In 1917 Fitzgerald left Princeton and joined the army, receiving an infantry commission as a second lieutenant. In 1918, while stationed near Montgomery, Alabama, he met a capricious Southern belle named Zelda Sayre at a country-club dance, and the two began a stormy courtship. All the while Fitzgerald worked feverishly on a first novel called The Romantic Egotist, subsequently retitled This Side of Paradise. “I know I’ll wake some morning and find that the debutantes have made me famous overnight,” he said in a letter to Edmund Wilson, adding, “I really believe that no one else could have written so searchingly the story of the youth of our generation.”

Indeed, the appearance of This Side of Paradise in 1920 brought Fitzgerald instant success. The book established him as the prophet and golden boy of the newly dawned Jazz Age. Flappers and Philosophers (1920), a collection of short stories, immediately solidified his reputation. The same year he wed Zelda Sayre, who gave birth to a daughter, Scottie, eighteen months later. In 1922 Fitzgerald brought out another novel, The Beautiful and Damned, and a second volume of stories, Tales of the Jazz Age. The couple settled for a time on Long Island, and in 1924 they journeyed to France, where Fitzgerald wrote The Great Gatsby (1925). The Fitzgeralds quickly made friends with a number of expatriate Americans, including a then unknown writer named Ernest Hemingway, who became Fitzgerald’s “artistic conscience.” Though he published a third collection of stories, All the Sad Young Men (1926), the author’s heavy drinking and destructive marriage took an increasing toll on his writing.
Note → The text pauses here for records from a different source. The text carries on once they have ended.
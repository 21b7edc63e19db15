use crate::http::request::{Method, Request};
use std::collections::HashMap;

/// Upper bound on a request head before the gateway gives up on it
pub const MAX_HEAD_SIZE: usize = 16 * 1024;

/// Largest request body accepted, matching the function-URL payload cap
pub const MAX_BODY_SIZE: usize = 6 * 1024 * 1024;

#[derive(Debug, PartialEq, Eq)]
pub enum ParseError {
    InvalidRequest,
    InvalidMethod,
    InvalidHeader,
    InvalidContentLength,
    HeadTooLarge,
    BodyTooLarge,
    Incomplete,
}

/// Parse one request from the front of `buf`.
///
/// Returns the request and the number of bytes it occupied, or
/// `ParseError::Incomplete` while the head or declared body is still arriving.
pub fn parse_http_request(buf: &[u8]) -> Result<(Request, usize), ParseError> {
    let headers_end = match find_headers_end(buf) {
        Some(end) => end,
        None if buf.len() > MAX_HEAD_SIZE => return Err(ParseError::HeadTooLarge),
        None => return Err(ParseError::Incomplete),
    };
    let header_bytes = &buf[..headers_end];
    let body_bytes = &buf[headers_end + 4..];

    let headers_str = std::str::from_utf8(header_bytes).map_err(|_| ParseError::InvalidRequest)?;

    let mut lines = headers_str.split("\r\n");

    let request_line = lines.next().ok_or(ParseError::InvalidRequest)?;
    let mut parts = request_line.split_whitespace();

    let method_str = parts.next().ok_or(ParseError::InvalidRequest)?;
    let path = parts.next().ok_or(ParseError::InvalidRequest)?;
    let version = parts.next().ok_or(ParseError::InvalidRequest)?;

    if !version.starts_with("HTTP/") {
        return Err(ParseError::InvalidRequest);
    }

    let method = Method::from_str(method_str).ok_or(ParseError::InvalidMethod)?;

    let mut headers = HashMap::new();
    for line in lines.filter(|l| !l.is_empty()) {
        let (key, value) = line.split_once(':').ok_or(ParseError::InvalidHeader)?;
        headers.insert(key.trim().to_string(), value.trim().to_string());
    }

    let content_length = headers
        .iter()
        .find(|(k, _)| k.eq_ignore_ascii_case("Content-Length"))
        .map(|(_, v)| v.parse::<usize>().map_err(|_| ParseError::InvalidContentLength))
        .transpose()?
        .unwrap_or(0);

    if content_length > MAX_BODY_SIZE {
        return Err(ParseError::BodyTooLarge);
    }

    if body_bytes.len() < content_length {
        return Err(ParseError::Incomplete);
    }

    let request = Request {
        method,
        path: path.to_string(),
        version: version.to_string(),
        headers,
        body: body_bytes[..content_length].to_vec(),
    };

    Ok((request, headers_end + 4 + content_length))
}

fn find_headers_end(buf: &[u8]) -> Option<usize> {
    buf.windows(4).position(|w| w == b"\r\n\r\n")
}
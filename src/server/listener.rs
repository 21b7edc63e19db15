use anyhow::Context;
use std::sync::Arc;
use tokio::net::TcpListener;
use tracing::info;

use crate::http::connection::Connection;
use crate::server::gateway::Gateway;

pub async fn run(listen_addr: &str, gateway: Gateway) -> anyhow::Result<()> {
    let listener = TcpListener::bind(listen_addr)
        .await
        .with_context(|| format!("Failed to bind {}", listen_addr))?;
    info!("Listening on {}", listen_addr);

    serve(listener, gateway).await
}

/// Accept connections forever on an already bound listener.
pub async fn serve(listener: TcpListener, gateway: Gateway) -> anyhow::Result<()> {
    let gateway = Arc::new(gateway);

    loop {
        let (socket, peer) = listener.accept().await?;
        tracing::debug!("Accepted connection from {}", peer);

        let gateway = Arc::clone(&gateway);
        tokio::spawn(async move {
            let mut conn = Connection::new(socket, gateway);
            if let Err(e) = conn.run().await {
                tracing::error!("Connection error from {}: {}", peer, e);
            }
        });
    }
}
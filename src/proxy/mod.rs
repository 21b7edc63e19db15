//! Forwarding proxy
//!
//! Maps an inbound path onto a fixed upstream base address, issues a single
//! GET, and wraps the result in a base64 response envelope.

pub mod envelope;
pub mod error;
pub mod forward;

pub use envelope::{Envelope, InboundRequest};
pub use error::UpstreamFailure;
pub use forward::ForwardingHandler;
//! Minimal HTTP/1.1 front end.
//!
//! Plays the role of the function-URL endpoint: it parses client requests,
//! answers CORS preflights, hands everything else to the forwarding handler
//! and turns the returned envelope back into an HTTP response.
//!
//! ```text
//!        ┌─────────────┐
//!        │   Reading   │ ← Wait for incoming request data
//!        └──────┬──────┘
//!               │ Request received
//!               ▼
//!        ┌──────────────────┐
//!        │   Processing     │ ← Gateway invokes the handler
//!        └──────┬───────────┘
//!               │ Response ready
//!               ▼
//!        ┌──────────────────┐
//!        │    Writing       │ ← Send response to client
//!        └──────┬───────────┘
//!               ├─ Keep-Alive → Reading (same connection)
//!               └─ Close → Closed
//! ```

pub mod connection;
pub mod cors;
pub mod parser;
pub mod request;
pub mod response;
pub mod writer;
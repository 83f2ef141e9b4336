//! Domain data types.

pub mod config;
pub mod obligation;
pub mod pattern;
pub mod result;

pub use config::{ExtractionConfig, ExtractionContext};
pub use obligation::{
    Deadline, ExtractedObligation, Frequency, ObligationCategory, Provenance,
};
pub use pattern::{
    Applicability, CandidateStatus, MatchKind, ObligationTemplate, PatternCandidate,
    PatternMatch, PatternPerformance, RulePattern, MATCH_CONFIDENCE_BOOST,
};
pub use result::{ExtractionResult, PassKind, PassResult, TokenUsage};
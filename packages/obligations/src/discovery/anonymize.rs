//! Anonymization of candidate patterns before they become shared.
//!
//! A candidate is mined from one customer's documents; before promotion
//! into the shared library every company-identifying term is replaced
//! with a fixed placeholder token. The rule set is data, not code: the
//! shipped defaults are UK-centric heuristics (the documents this system
//! grew up on), and callers with other locales supply their own rules.

use regex::{Regex, RegexBuilder};

/// One anonymization rule: what to find, what to put in its place.
pub struct AnonymizerRule {
    /// Rule name, reported when a term is detected
    pub name: String,

    /// Placeholder token substituted for every match
    pub replacement: String,

    regex: Regex,
}

impl AnonymizerRule {
    /// Build a rule from a regex source.
    pub fn new(
        name: impl Into<String>,
        pattern: &str,
        replacement: impl Into<String>,
    ) -> Result<Self, regex::Error> {
        Ok(Self {
            name: name.into(),
            replacement: replacement.into(),
            regex: RegexBuilder::new(pattern).build()?,
        })
    }

    fn matches(&self, text: &str) -> bool {
        self.regex.is_match(text)
    }
}

/// An ordered anonymization rule set.
#[derive(Default)]
pub struct AnonymizerRules {
    rules: Vec<AnonymizerRule>,
}

impl AnonymizerRules {
    /// An empty rule set (no anonymization).
    pub fn none() -> Self {
        Self::default()
    }

    /// The UK-centric default heuristics: company suffixes, postcodes,
    /// street addresses, emails, phone numbers, permit references,
    /// salutation-prefixed person names, currency amounts.
    pub fn uk_defaults() -> Self {
        let rules = [
            (
                "company_name",
                r"\b[A-Z][\w&'()-]*(?:\s+[A-Z&][\w&'()-]*){0,4}\s+(?:Ltd|Limited|PLC|plc|LLP)\b\.?",
                "[COMPANY]",
            ),
            (
                "uk_postcode",
                r"\b[A-Z]{1,2}\d{1,2}[A-Z]?\s*\d[A-Z]{2}\b",
                "[POSTCODE]",
            ),
            (
                "street_address",
                r"\b\d+[A-Za-z]?\s+[A-Z][a-z]+(?:\s+[A-Z][a-z]+)?\s+(?:Road|Street|Lane|Avenue|Way|Drive|Close|Place|Park|Estate)\b",
                "[ADDRESS]",
            ),
            (
                // Also matches addresses inside escaped regex text,
                // where dots appear as "\.".
                "email",
                r"\b[\w.%+-]+@[\w\\.-]+\.[A-Za-z]{2,}\b",
                "[EMAIL]",
            ),
            (
                "uk_phone",
                r"\b(?:\+44\s?\d{3,4}|\(?0\d{3,4}\)?)[\s-]?\d{3}[\s-]?\d{3,4}\b",
                "[PHONE]",
            ),
            (
                "permit_reference",
                r"\b(?:EPR|EAWML|WML|PPC|COTC)[/\s-]?[A-Z0-9]{2,}(?:/[A-Z0-9]+)*\b",
                "[PERMIT]",
            ),
            (
                "person_name",
                r"\b(?:Mr|Mrs|Ms|Miss|Dr|Prof)\.?\s+[A-Z][a-z]+(?:\s+[A-Z][a-z]+)?\b",
                "[NAME]",
            ),
            (
                "currency_amount",
                r"£\s?\d[\d,]*(?:\.\d{2})?",
                "[AMOUNT]",
            ),
        ];

        Self {
            rules: rules
                .into_iter()
                .map(|(name, pattern, replacement)| {
                    // Patterns above are compile-time constants; building
                    // them is infallible in practice.
                    AnonymizerRule::new(name, pattern, replacement)
                        .expect("default anonymizer pattern must compile")
                })
                .collect(),
        }
    }

    /// Append a rule.
    pub fn with_rule(mut self, rule: AnonymizerRule) -> Self {
        self.rules.push(rule);
        self
    }

    /// Number of rules.
    pub fn len(&self) -> usize {
        self.rules.len()
    }

    /// Whether the set holds no rules.
    pub fn is_empty(&self) -> bool {
        self.rules.is_empty()
    }

    /// Replace every identifying term with its placeholder token.
    pub fn apply(&self, text: &str) -> String {
        let mut out = text.to_string();
        for rule in &self.rules {
            out = rule
                .regex
                .replace_all(&out, rule.replacement.as_str())
                .into_owned();
        }
        out
    }

    /// Name of the first rule that detects an identifying term, if any.
    pub fn first_hit(&self, text: &str) -> Option<&str> {
        self.rules
            .iter()
            .find(|rule| rule.matches(text))
            .map(|rule| rule.name.as_str())
    }

    /// Whether the text contains no identifying terms.
    pub fn is_clean(&self, text: &str) -> bool {
        self.first_hit(text).is_none()
    }
}

#[cfg(test)]
mod tests {
    use super::*;

    #[test]
    fn test_company_name_replaced() {
        let rules = AnonymizerRules::uk_defaults();
        let out = rules.apply("samples taken by Acme Waste Solutions Ltd each week");
        assert!(out.contains("[COMPANY]"), "got: {}", out);
        assert!(!out.contains("Acme"));
    }

    #[test]
    fn test_postcode_and_address() {
        let rules = AnonymizerRules::uk_defaults();
        let out = rules.apply("deliver to 14 Mill Lane, Exeter EX2 7LL");
        assert!(out.contains("[ADDRESS]"), "got: {}", out);
        assert!(out.contains("[POSTCODE]"), "got: {}", out);
    }

    #[test]
    fn test_email_and_phone() {
        let rules = AnonymizerRules::uk_defaults();
        let out = rules.apply("contact compliance@acme.co.uk or 01392 123456");
        assert!(out.contains("[EMAIL]"));
        assert!(out.contains("[PHONE]"), "got: {}", out);
    }

    #[test]
    fn test_permit_reference_and_currency() {
        let rules = AnonymizerRules::uk_defaults();
        let out = rules.apply("permit EPR/AB1234CD carries a fee of £1,250.00");
        assert!(out.contains("[PERMIT]"), "got: {}", out);
        assert!(out.contains("[AMOUNT]"), "got: {}", out);
    }

    #[test]
    fn test_person_name() {
        let rules = AnonymizerRules::uk_defaults();
        let out = rules.apply("as agreed with Mr John Smith on site");
        assert!(out.contains("[NAME]"));
        assert!(!out.contains("Smith"));
    }

    #[test]
    fn test_clean_text_untouched() {
        let rules = AnonymizerRules::uk_defaults();
        let text = "the operator shall monitor effluent ph weekly";
        assert_eq!(rules.apply(text), text);
        assert!(rules.is_clean(text));
    }

    #[test]
    fn test_first_hit_names_the_rule() {
        let rules = AnonymizerRules::uk_defaults();
        assert_eq!(
            rules.first_hit("send results to env@site.org"),
            Some("email")
        );
        assert_eq!(rules.first_hit("monitor ph weekly"), None);
    }

    #[test]
    fn test_pluggable_rule_set() {
        let rules = AnonymizerRules::none().with_rule(
            AnonymizerRule::new("site_codename", r"\bPROJECT-\d+\b", "[SITE]").unwrap(),
        );
        assert_eq!(rules.apply("works at PROJECT-7 continue"), "works at [SITE] continue");
        // Defaults don't apply: an email passes through this custom set.
        assert!(rules.is_clean("mail me at a@b.com"));
    }
}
By 1930, when Zelda suffered a complete mental breakdown, the couple’s extravagantly led life read like scenes from Fitzgerald’s fiction. “Sometimes I don’t know whether Zelda and I are real or whether we are characters in one of my novels,” he confessed. Struggling against a mountain of debt, he wrote Tender Is the Night (1934) as well as scores of short stories, some of which were included in his final collection, Taps at Reveille (1935), before announcing his own “emotional bankruptcy” in a series of confessional essays, beginning with “The Crack-Up,” which appeared in Esquire magazine. In 1937 Fitzgerald resettled in Los Angeles, where he had worked periodically as a screenwriter. He died there suddenly of a heart attack on December 21, 1940. The Last Tycoon, an unfinished novel about Hollywood, came out in 1941. Several works drawn from his unpublished papers appeared posthumously, notably The Letters of F. Scott Fitzgerald (1963), Dear Scott/Dear Max (1963), As Ever, Scott Fitz— (1972), The Notebooks of F. Scott Fitzgerald (1978), and Correspondence of F. Scott Fitzgerald (1980). Zelda died in a hospital fire on March 10, 1948.

“Fitzgerald lived in his great moments, and lived in them again when he reproduced their drama,” observed critic Malcolm Cowley, “but he also stood apart from them and coldly reckoned their causes and consequences. That is his irony, and it is one of his distinguishing marks as a writer. He took part in the ritual orgies of his time, but he kept a secretly detached position. . . . Always he cultivated a double vision. In his novels and stories he was trying to intensify the glitter of life in the Princeton eating clubs, on the north shore of Long Island, in Hollywood, and on the Riviera; he surrounded his characters with a mist of admiration, and at the same time he kept driving the mist away. . . . It was as if all his fiction described a big dance to which he had taken, as he once wrote, the prettiest girl . . . and as if he stood at the same time outside the ballroom, a little Midwestern boy with his nose to the glass, wondering how much the tickets cost and who paid for the music.”